Jakarta, PIS – Kerusuhan 13-15 Medi 1998 adalah sejarah kelam Indonesia Ratusan rumah, kantor, pabrik, toko milik warga Tionghoa dijarah, dibakar, dihancurkan Puluhan perempuan Tionghoa menjadi korban kekerasan seksual dan perkosaan Lebih dari seribu orang tewas. Namun kerusuhan itu membuka jalan bagi era demokrasi di Indonesia Yang marah karena kerusuhan Mei bukan cuma aktivis demokrasi dalam negeri Tekanan internasional terhadap pemerintah Soeharto berdatangan Akhirnya para orang terdekat Soeharto pun tahu bahwa rezim tak bisa dipertahankan Pada 20 Mei 1998, Soeharto mengundurkan diri Era reformasi dan demokrasi pun dimulai.

Bisa dibilang, warga Tionghoa adalah tumbal yang diperlukan agar demokrasi lahir. Berbagai kesaksian memang menunjukkan saat kerusuhan terjadi, aparat keamanan seperti membiarkan penyerangan terjadi. Walau bersenjata lengkap, mereka terksan hanya berjaga-jaga tanpa berusaha menghentikan kerusuhan. Kerusuhan di berbagai daerah itu juga memiliki pola serupa.
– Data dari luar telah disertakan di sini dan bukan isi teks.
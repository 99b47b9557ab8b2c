//! Live workspace tests.
//!
//! These tests require a reachable Databricks workspace.
//! Set DATABRICKS_HOST and DATABRICKS_TOKEN to run them.

use std::sync::Arc;
use std::time::Duration;

use databricks_mcp::client::RestClient;
use databricks_mcp::statement::StatementExecutor;
use databricks_mcp::tools::Dispatcher;
use serde_json::json;
use tokio_util::sync::CancellationToken;

/// Helper to create a dispatcher against the configured workspace.
fn get_test_dispatcher() -> Option<Dispatcher> {
    let host = std::env::var("DATABRICKS_HOST").ok()?;
    let token = std::env::var("DATABRICKS_TOKEN").ok()?;
    let client = RestClient::new(&host, &token, Duration::from_secs(60)).ok()?;
    Some(Dispatcher::new(Arc::new(client), StatementExecutor::default()))
}

#[tokio::test]
async fn test_live_list_catalogs() {
    let Some(dispatcher) = get_test_dispatcher() else {
        eprintln!("Skipping test: DATABRICKS_HOST/DATABRICKS_TOKEN not set");
        return;
    };

    let catalogs = dispatcher
        .call("list_catalogs", None, None, &CancellationToken::new())
        .await
        .unwrap();

    assert!(catalogs.is_array());
}

#[tokio::test]
async fn test_live_select_one() {
    let Some(dispatcher) = get_test_dispatcher() else {
        eprintln!("Skipping test: DATABRICKS_HOST/DATABRICKS_TOKEN not set");
        return;
    };

    let result = dispatcher
        .call(
            "execute_sql",
            Some(json!({"statement": "SELECT 1", "execution_timeout_seconds": 120})),
            None,
            &CancellationToken::new(),
        )
        .await
        .unwrap();

    assert_eq!(result["rows"], json!([["1"]]));
}
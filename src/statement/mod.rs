//! SQL statement execution.
//!
//! Owns the submit → poll → assemble lifecycle of a single statement, plus
//! warehouse selection and progress reporting.

pub mod executor;
pub mod progress;
pub mod warehouse;

pub use executor::{ExecutionSettings, ResultSet, StatementExecutor, StatementRequest};
pub use progress::{ChannelProgressSink, ProgressEvent, ProgressSink, SinkError};
pub use warehouse::resolve_warehouse;
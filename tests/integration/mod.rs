//! Integration tests for databricks-mcp.

pub mod catalog_test;
pub mod execute_sql_test;
pub mod live_test;
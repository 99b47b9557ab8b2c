//! Integration tests for databricks-mcp.
//!
//! Most tests drive the dispatcher against the in-memory mock workspace.
//! The live tests need a real workspace: set DATABRICKS_HOST and
//! DATABRICKS_TOKEN to run them.
//!
//! Run with: `cargo test --test integration_tests`

mod integration;
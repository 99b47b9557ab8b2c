//! Warehouse selection for statement submission.

use tracing::debug;

use crate::client::WarehouseService;
use crate::error::{McpError, RemoteOperation, Result};

/// Picks the warehouse a statement runs on.
///
/// A non-empty explicit id is used as-is; an invalid id surfaces when the
/// submission fails. Otherwise the first warehouse in the listing's order is
/// chosen. That order is defined by the service and may differ between calls.
pub async fn resolve_warehouse<W>(service: &W, explicit: Option<&str>) -> Result<String>
where
    W: WarehouseService + ?Sized,
{
    if let Some(id) = explicit.filter(|id| !id.is_empty()) {
        return Ok(id.to_string());
    }

    let warehouses = service
        .list_warehouses()
        .await
        .map_err(|e| McpError::remote(RemoteOperation::ListWarehouses, e))?;

    let first = warehouses
        .into_iter()
        .next()
        .ok_or(McpError::NoWarehouseAvailable)?;

    debug!(warehouse_id = %first.id, name = ?first.name, "Selected first listed warehouse");
    Ok(first.id)
}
Dimulai oleh kelompok orang tertentu yang memprovokasi, baru kemudian berlanjut menjadi serangan massal terhadap warga tionghoa. Salah satu fakta yang menimbulkan kecurigaan adalah bahwa ketika kerusuhan berlangsung, para pimpinan ABRI justru berkumpul di Malang. Padahal ketika itu, tanda-tanda ke arah kerusuhan sudah bisa dirasakan sejajk tertembak matinya para mahasiswa pada 12 Mei.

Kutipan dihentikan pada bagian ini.